====== GIVEN DATA ======

pub mod common;
pub mod health;
pub mod process;

pub use health::health_check;
pub use process::process;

======

* **REQUIRED ACTION**: Each line in the data is to be written out precisely.

* **ANSWER BOX**:
pub mod common;
pub mod health;
pub mod process;

pub use health::health_check;
pub use process::process;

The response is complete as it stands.